To register for the free talk, call Wendy Roberts at 207-691-0833 or email wrobertsmaine63@gmail.com or click HERE.
From the Camden Herald: Kerri Arsenault grew up in Mexico, Maine, a town that for a century was supported by a paper mill. She will discuss her book "Mill Town: Reckoning with What Remains," a personal story, in a Zoom talk from the Cushing Public Library.
"Mill Town" is both an atmospheric memoir of a happy childhood and a searing exposé of the dire effects the mill’s toxic legacy had on the town’s residents. Through her story of one working-class family in one working town, she offers a bigger American story that is historically analytical and timely. Her description of the mill’s departure presents a potent glimpse of how corporate power, small town pride and death are entwined in America.

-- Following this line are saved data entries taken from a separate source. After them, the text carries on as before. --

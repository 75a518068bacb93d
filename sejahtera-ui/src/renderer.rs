//! SVG renderer for [`Scene`]s.
//!
//! The renderer owns a [`PipelineRegistry`]. Component crates register a
//! pipeline per draw command type; [`SvgRenderer::render`] walks the scene
//! layer by layer and lets each pipeline write its markup.
//!
//! ```
//! use sejahtera_ui::{ComputedData, Dp, Scene, renderer::SvgRenderer};
//!
//! let scene = Scene::new(ComputedData::square(Dp(24.0)));
//! let svg = SvgRenderer::new().render(&scene).unwrap();
//! assert!(svg.starts_with("<svg"));
//! assert!(svg.contains(r#"viewBox="0 0 24 24""#));
//! ```

mod command;
mod pipeline;

use std::fmt::Write as _;

use thiserror::Error;
use tracing::debug;

pub use command::DrawCommand;
pub use pipeline::{PipelineRegistry, SvgPipeline};

use crate::Scene;

/// Errors produced while rendering a scene.
#[derive(Debug, Error)]
pub enum RenderError {
    /// A draw command had no pipeline registered for its type.
    #[error("no pipeline registered for draw command `{command}`")]
    NoPipeline {
        /// Type name of the command.
        command: &'static str,
    },
    /// Writing markup into the output buffer failed.
    #[error("failed to write svg markup")]
    Format(#[from] std::fmt::Error),
}

/// Markup sink handed to pipelines.
#[derive(Debug, Default)]
pub struct SvgWriter {
    buffer: String,
    depth: usize,
}

impl SvgWriter {
    /// Formats a number for an attribute value, dropping trailing zeros.
    pub fn number(value: f32) -> String {
        let formatted = format!("{value:.3}");
        let trimmed = formatted.trim_end_matches('0').trim_end_matches('.');
        match trimmed {
            "" | "-0" => "0".to_string(),
            other => other.to_string(),
        }
    }

    /// Escapes text content and attribute values.
    pub fn escape(text: &str) -> String {
        let mut escaped = String::with_capacity(text.len());
        for ch in text.chars() {
            match ch {
                '&' => escaped.push_str("&amp;"),
                '<' => escaped.push_str("&lt;"),
                '>' => escaped.push_str("&gt;"),
                '"' => escaped.push_str("&quot;"),
                '\'' => escaped.push_str("&apos;"),
                other => escaped.push(other),
            }
        }
        escaped
    }

    fn indent(&mut self) -> Result<(), RenderError> {
        for _ in 0..self.depth {
            self.buffer.write_str("  ")?;
        }
        Ok(())
    }

    fn write_attributes(&mut self, attributes: &[(&str, String)]) -> Result<(), RenderError> {
        for (name, value) in attributes {
            write!(self.buffer, r#" {name}="{}""#, Self::escape(value))?;
        }
        Ok(())
    }

    /// Writes a self-closing element.
    pub fn element(&mut self, name: &str, attributes: &[(&str, String)]) -> Result<(), RenderError> {
        self.indent()?;
        write!(self.buffer, "<{name}")?;
        self.write_attributes(attributes)?;
        self.buffer.write_str("/>\n")?;
        Ok(())
    }

    /// Writes an element with escaped text content.
    pub fn text_element(
        &mut self,
        name: &str,
        attributes: &[(&str, String)],
        text: &str,
    ) -> Result<(), RenderError> {
        self.indent()?;
        write!(self.buffer, "<{name}")?;
        self.write_attributes(attributes)?;
        writeln!(self.buffer, ">{}</{name}>", Self::escape(text))?;
        Ok(())
    }

    /// Opens an element; must be paired with [`close`](Self::close).
    pub fn open(&mut self, name: &str, attributes: &[(&str, String)]) -> Result<(), RenderError> {
        self.indent()?;
        write!(self.buffer, "<{name}")?;
        self.write_attributes(attributes)?;
        self.buffer.write_str(">\n")?;
        self.depth += 1;
        Ok(())
    }

    /// Closes an element opened with [`open`](Self::open).
    pub fn close(&mut self, name: &str) -> Result<(), RenderError> {
        self.depth = self.depth.saturating_sub(1);
        self.indent()?;
        writeln!(self.buffer, "</{name}>")?;
        Ok(())
    }

    /// Consumes the writer and returns the markup.
    pub fn finish(self) -> String {
        self.buffer
    }
}

/// Renders scenes to standalone SVG documents.
#[derive(Default)]
pub struct SvgRenderer {
    registry: PipelineRegistry,
}

impl SvgRenderer {
    /// Creates a renderer with no pipelines registered.
    pub fn new() -> Self {
        Self::default()
    }

    /// Creates a renderer and lets `register` install pipelines.
    pub fn with_pipelines(register: impl FnOnce(&mut PipelineRegistry)) -> Self {
        let mut renderer = Self::new();
        register(&mut renderer.registry);
        renderer
    }

    /// Renders `scene` into an SVG document.
    ///
    /// The document's `width`/`height` are physical pixels; the `viewBox`
    /// is in layout units, so commands draw in dp.
    pub fn render(&mut self, scene: &Scene) -> Result<String, RenderError> {
        let size = scene.size();
        let mut out = SvgWriter::default();
        out.open(
            "svg",
            &[
                ("xmlns", "http://www.w3.org/2000/svg".to_string()),
                ("width", SvgWriter::number(size.width.to_pixels_f32())),
                ("height", SvgWriter::number(size.height.to_pixels_f32())),
                (
                    "viewBox",
                    format!(
                        "0 0 {} {}",
                        SvgWriter::number(size.width.to_f32()),
                        SvgWriter::number(size.height.to_f32())
                    ),
                ),
            ],
        )?;
        if let Some(description) = scene.description() {
            out.text_element("title", &[], description)?;
        }

        for layer in scene.layers() {
            if layer.is_empty() {
                continue;
            }
            let attributes = match layer.rotation() {
                Some(rotation) => vec![(
                    "transform",
                    format!(
                        "rotate({} {} {})",
                        SvgWriter::number(rotation.degrees),
                        SvgWriter::number(rotation.origin_x),
                        SvgWriter::number(rotation.origin_y)
                    ),
                )],
                None => Vec::new(),
            };
            out.open("g", &attributes)?;
            for command in layer.commands() {
                self.registry.dispatch(command, &mut out)?;
            }
            out.close("g")?;
        }

        out.close("svg")?;
        debug!(layers = scene.layers().len(), "rendered scene to svg");
        Ok(out.finish())
    }
}
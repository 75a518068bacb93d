//! Named colors of the planner screens.

use sejahtera_ui::Color;

/// Color roles used by the planner components.
///
/// Components take their default colors from a theme instead of loose
/// color values, so every role is named and typed.
#[derive(Debug, Clone, Copy, PartialEq)]
pub struct PlanTheme {
    /// Active progress stroke.
    pub progress: Color,
    /// Inactive track behind the progress stroke.
    pub track: Color,
    /// Primary label text, such as the percentage.
    pub label: Color,
    /// Secondary text, such as captions.
    pub caption: Color,
}

impl PlanTheme {
    /// Palette of the plain progress indicator on the action plan screen.
    pub const fn indicator() -> Self {
        Self {
            progress: Color::from_hex(0x0EA5E9),
            track: Color::from_hex(0xE5E5EA),
            label: Color::from_hex(0x1C1C1E),
            caption: Color::from_hex(0x8E8E93),
        }
    }

    /// Palette of the labeled dashboard widget.
    pub const fn dashboard() -> Self {
        Self {
            progress: Color::from_hex(0x007AFF),
            track: Color::from_hex(0xF2F2F7),
            label: Color::from_hex(0x000000),
            caption: Color::from_hex(0x8E8E93),
        }
    }
}

impl Default for PlanTheme {
    fn default() -> Self {
        Self::indicator()
    }
}
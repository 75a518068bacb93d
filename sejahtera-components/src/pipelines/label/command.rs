//! Text label draw command.

use sejahtera_ui::{Color, DrawCommand};

/// Weight of label text.
#[derive(Debug, Clone, Copy, PartialEq, Eq, Default)]
pub enum FontWeight {
    /// Regular weight.
    #[default]
    Regular,
    /// Bold weight.
    Bold,
}

/// Draw command for a single line of text centered on a point.
#[derive(Debug, Clone, PartialEq)]
pub struct LabelCommand {
    /// The text to draw.
    pub text: String,
    /// Horizontal center of the text.
    pub x: f32,
    /// Vertical center of the text.
    pub y: f32,
    /// Font size in layout units.
    pub font_size: f32,
    /// Weight of the font.
    pub weight: FontWeight,
    /// Text color.
    pub color: Color,
}

impl DrawCommand for LabelCommand {}
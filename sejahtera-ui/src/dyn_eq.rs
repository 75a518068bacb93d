//! Object-safe clone and equality for draw commands.

use std::any::Any;

use crate::renderer::DrawCommand;

/// A trait that allows for cloning a trait object.
pub trait DynCloneDraw {
    /// Creates a boxed clone of the trait object.
    fn clone_box(&self) -> Box<dyn DrawCommand>;
}

impl<T> DynCloneDraw for T
where
    T: DrawCommand + Clone + 'static,
{
    fn clone_box(&self) -> Box<dyn DrawCommand> {
        Box::new(self.clone())
    }
}

/// A trait that allows for dynamic equality testing of trait objects.
///
/// `PartialEq` is not object-safe, so commands are compared by downcasting
/// the other side to the concrete type of `self`.
pub trait DynPartialEqDraw: DynCloneDraw {
    /// Returns the object as a `&dyn Any`.
    fn as_any(&self) -> &dyn Any;

    /// Performs a dynamic equality check against another command, given as
    /// `&dyn Any`.
    fn dyn_eq(&self, other: &dyn Any) -> bool;

    /// Name of the concrete command type, for diagnostics.
    fn command_name(&self) -> &'static str;
}

impl<T: DrawCommand + Clone + PartialEq + 'static> DynPartialEqDraw for T {
    fn as_any(&self) -> &dyn Any {
        self
    }

    fn dyn_eq(&self, other: &dyn Any) -> bool {
        other
            .downcast_ref::<T>()
            .is_some_and(|other| self == other)
    }

    fn command_name(&self) -> &'static str {
        std::any::type_name::<T>()
    }
}
//! The action plan checklist that owns the completion ratio.

use anyhow::{Result, bail};
use tracing::info;

/// One step of the user's action plan.
#[derive(Debug, Clone, PartialEq, Eq)]
pub struct PlanTask {
    pub id: String,
    pub title: String,
    pub description: String,
    pub due_date: Option<String>,
    pub completed: bool,
}

impl PlanTask {
    fn new(id: &str, title: &str, description: &str, due_date: &str, completed: bool) -> Self {
        Self {
            id: id.to_string(),
            title: title.to_string(),
            description: description.to_string(),
            due_date: Some(due_date.to_string()),
            completed,
        }
    }
}

#[derive(Debug, Clone, Default, PartialEq, Eq)]
pub struct ActionPlan {
    tasks: Vec<PlanTask>,
}

impl ActionPlan {
    pub fn new(tasks: Vec<PlanTask>) -> Self {
        Self { tasks }
    }

    /// The plan shown to a new user after the eligibility check.
    pub fn sample() -> Self {
        Self::new(vec![
            PlanTask::new(
                "1",
                "Apply for Sumbangan Tunai Rahmah (STR)",
                "Submit application via official portal at https://bantuanrakyat.gov.my",
                "March 31, 2024",
                false,
            ),
            PlanTask::new(
                "2",
                "Register for Skills Training Program",
                "Enroll in GIATMARA digital skills training program",
                "April 15, 2024",
                false,
            ),
            PlanTask::new(
                "3",
                "Update Bank Account Information",
                "Ensure BSN account is active for aid disbursement",
                "Immediately",
                true,
            ),
            PlanTask::new(
                "4",
                "Attend Financial Literacy Workshop",
                "Join the online session by Bank Negara Malaysia",
                "May 5, 2024",
                false,
            ),
            PlanTask::new(
                "5",
                "Apply for Affordable Housing Scheme",
                "Submit application for Rumah Mesra Rakyat program",
                "June 30, 2024",
                false,
            ),
            PlanTask::new(
                "6",
                "Schedule Healthcare Checkup",
                "Use PeKa B40 benefits at nearest clinic",
                "April 20, 2024",
                false,
            ),
        ])
    }

    /// Marks the first `count` tasks completed and the rest open.
    pub fn with_completed(mut self, count: usize) -> Self {
        for (index, task) in self.tasks.iter_mut().enumerate() {
            task.completed = index < count;
        }
        self
    }

    pub fn tasks(&self) -> &[PlanTask] {
        &self.tasks
    }

    pub fn completed(&self) -> usize {
        self.tasks.iter().filter(|task| task.completed).count()
    }

    pub fn total(&self) -> usize {
        self.tasks.len()
    }

    /// Completed share of the plan; 0 for an empty plan.
    pub fn completion_ratio(&self) -> f32 {
        if self.tasks.is_empty() {
            0.0
        } else {
            self.completed() as f32 / self.total() as f32
        }
    }

    pub fn caption(&self) -> String {
        format!("{} of {} tasks completed", self.completed(), self.total())
    }

    /// Flips the completion of task `id` and returns its new state.
    pub fn toggle(&mut self, id: &str) -> Result<bool> {
        let Some(task) = self.tasks.iter_mut().find(|task| task.id == id) else {
            bail!("no task with id `{id}` in the action plan");
        };
        task.completed = !task.completed;
        info!(id, completed = task.completed, "toggled plan task");
        Ok(task.completed)
    }
}

#[cfg(test)]
mod tests {
    use super::*;

    #[test]
    fn sample_plan_has_one_task_done() {
        let plan = ActionPlan::sample();
        assert_eq!(plan.total(), 6);
        assert_eq!(plan.completed(), 1);
        assert_eq!(plan.caption(), "1 of 6 tasks completed");
        assert!((plan.completion_ratio() - 1.0 / 6.0).abs() < 1e-6);
    }

    #[test]
    fn toggle_flips_completion() {
        let mut plan = ActionPlan::sample();
        assert!(plan.toggle("1").unwrap());
        assert_eq!(plan.completed(), 2);
        assert!(!plan.toggle("1").unwrap());
        assert_eq!(plan.completed(), 1);
    }

    #[test]
    fn toggle_unknown_task_is_an_error() {
        let mut plan = ActionPlan::sample();
        let err = plan.toggle("42").unwrap_err();
        assert!(err.to_string().contains("42"));
        assert_eq!(plan.completed(), 1);
    }

    #[test]
    fn empty_plan_has_zero_ratio() {
        let plan = ActionPlan::default();
        assert_eq!(plan.completion_ratio(), 0.0);
        assert_eq!(plan.caption(), "0 of 0 tasks completed");
    }

    #[test]
    fn with_completed_saturates_at_total() {
        let plan = ActionPlan::sample().with_completed(10);
        assert_eq!(plan.completion_ratio(), 1.0);
        assert_eq!(ActionPlan::sample().with_completed(0).completed(), 0);
    }
}
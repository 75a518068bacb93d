//! Arc stroke draw command.

use sejahtera_ui::{Color, DrawCommand};

/// Stroke cap used for arc ends.
#[derive(Debug, Clone, Copy, PartialEq, Eq)]
pub enum ProgressArcCap {
    /// Rounded stroke ends.
    Round,
    /// Flat stroke ends.
    Butt,
}

/// Dash pattern turning a full circle into a partial arc.
///
/// The dash is as long as the circumference, so only the dash offset decides
/// how much of the circle is visible.
#[derive(Debug, Clone, Copy, PartialEq)]
pub struct ArcDash {
    /// Length of one dash and one gap; equal to the circumference.
    pub length: f32,
    /// Hidden portion of the dash, in `[0, length]`.
    pub offset: f32,
}

/// Draw command for a circular stroke.
///
/// Angles follow the layer's transform: without rotation the stroke starts
/// at 3 o'clock and runs clockwise.
#[derive(Debug, Clone, Copy, PartialEq)]
pub struct ProgressArcCommand {
    /// Stroke color.
    pub color: Color,
    /// Stroke width in layout units.
    pub stroke_width: f32,
    /// Center of the circle on both axes.
    pub center: f32,
    /// Radius of the stroke's center line.
    pub radius: f32,
    /// Dash pattern; `None` strokes the full circle.
    pub dash: Option<ArcDash>,
    /// Stroke cap applied to arc ends.
    pub cap: ProgressArcCap,
}

impl DrawCommand for ProgressArcCommand {}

Best-selling Maine author Gerry Boyle has chosen "Mill Town" as one of two books for the Maine Humanities Council’s Read Me program this summer. It has been enthusiastically reviewed and is on many editor’s choices and top-ten lists of the year, including National Book Critics finalist for the Leonard Prize, best first book in any genre, 2020. Acclaimed nature writer Robert Macfarlane called it “the book of a lifetime,… that will stay with me for years.” Richard Russo, author of "Empire Falls," describes the “devil’s bargain” between prosperity and “a filthy, dangerous industry.” Arsenault has recently been named a finalist for the Maine Literary Awards.